# Stargate



## DANIELE (Feb 25, 2021)

I recently watched Stargate after many many years, I remember I used to watch it a lot when I was younger in the 90s.

I mean...what a movie, something I don't see anymore. Maybe the nostalgia effect had its part in it but I think I can say that it is a really good sci-fi movie and I wish it would last longer.

That said I'm posting this to share with you how much I love the soundtrack, truly beautiful and poetic. I hope you like it too.


----------



## ed buller (Feb 25, 2021)

David Arnold's finest work for sure....and perhaps full score coming soon !


best

e


----------



## Consona (Feb 25, 2021)

I watched it again a few years ago and it's not about nostalgia. It's just a really solid action blockbuster.

Same with Independence Day. All those over-rated Thors and Black Panthers can only wish they had screenplays and music this good.

Stargate or ID feel like a thorough blockbuster filmmaking, not an assembly line meh-fests with a big budget. When watching ID I was rather shocked how elaborate, imaginative and eventful the script was, compared to all the Disney huge budget stuff we are getting these days.

Hearing Arnold's fluent symphonic music is such a treat.


----------



## Sovereign (Feb 25, 2021)

ed buller said:


> David Arnold's finest work for sure....and perhaps full score coming soon !
> 
> 
> best
> ...


Really?? Been wanting it for years. Where did you read this?


----------



## ed buller (Feb 25, 2021)

Sovereign said:


> Really?? Been wanting it for years. Where did you read this


little bird

best

e


----------



## DANIELE (Feb 25, 2021)

Consona said:


> I watched it again a few years ago and it's not about nostalgia. It's just a really solid action blockbuster.
> 
> Same with Independence Day. All those over-rated Thors and Black Panthers can only wish they had screenplays and music this good.
> 
> ...


Yeah I love ID too, I watched it so many times. There was something about that movies that I like so much and I agree about modern movies, I watch them and even if I enjoy them they don't leave me almost anything after a little while.

In that movies there was everything that you could ask from that genre. Great actors, great screenplay, great FX (both CGI and Sound), some typical 90s machismo and so on...

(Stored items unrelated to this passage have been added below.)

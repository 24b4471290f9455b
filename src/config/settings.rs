//! Application settings configuration.

use serde::{Deserialize, Serialize};

/// Default request timeout in seconds.
pub const DEFAULT_TIMEOUT_SECS: u64 = 30;

/// Default tick rate of the event loop in milliseconds.
pub const DEFAULT_TICK_RATE_MS: u64 = 100;

/// Application-wide settings.
#[derive(Debug, Clone, PartialEq, Eq, Serialize, Deserialize)]
#[serde(default)]
pub struct Settings {
    /// Origin of the tables API, e.g. `http://localhost:8080/api`.
    pub api_base_url: Option<String>,
    /// Request timeout in seconds.
    pub request_timeout_secs: u64,
    /// Event loop tick rate in milliseconds.
    pub tick_rate_ms: u64,
}

impl Default for Settings {
    fn default() -> Self {
        Self {
            api_base_url: None,
            request_timeout_secs: DEFAULT_TIMEOUT_SECS,
            tick_rate_ms: DEFAULT_TICK_RATE_MS,
        }
    }
}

About the soundtrack at the beginning of the overture do you hear the subtle sound fx that reminds of stones that rub against each other but also seems something like a lion growl? It gives me chills, I don't know why. So perfect. It brings just the right image in my brain, together with the music is menacing but also mysterious. Good God, so much cure in it...


----------



## Bear Market (Feb 25, 2021)

Have you checked out Daniel Beijbom's mockup of the main theme? 



I think it is pretty good. Pretty, pretty, pretty good.


----------



## DANIELE (Feb 25, 2021)

Bear Market said:


> Have you checked out Daniel Beijbom's mockup of the main theme?
> 
> 
> 
> I think it is pretty good. Pretty, pretty, pretty good.



Wow very good, I'm now listening at the soundtrack again and again so a video about it is more than welcome!!


----------



## Sovereign (Feb 26, 2021)

ed buller said:


> little bird
> 
> best
> 
> e


That birdie better be right.


----------



## dcoscina (Feb 26, 2021)

I remember when Arnold came onto the scene in the 90s. Stargate was beautifully scored but we must also give Nick Dodd some props here too for his orchestrations. Also great was Last of the Dogmen which was recorded with the LSO. 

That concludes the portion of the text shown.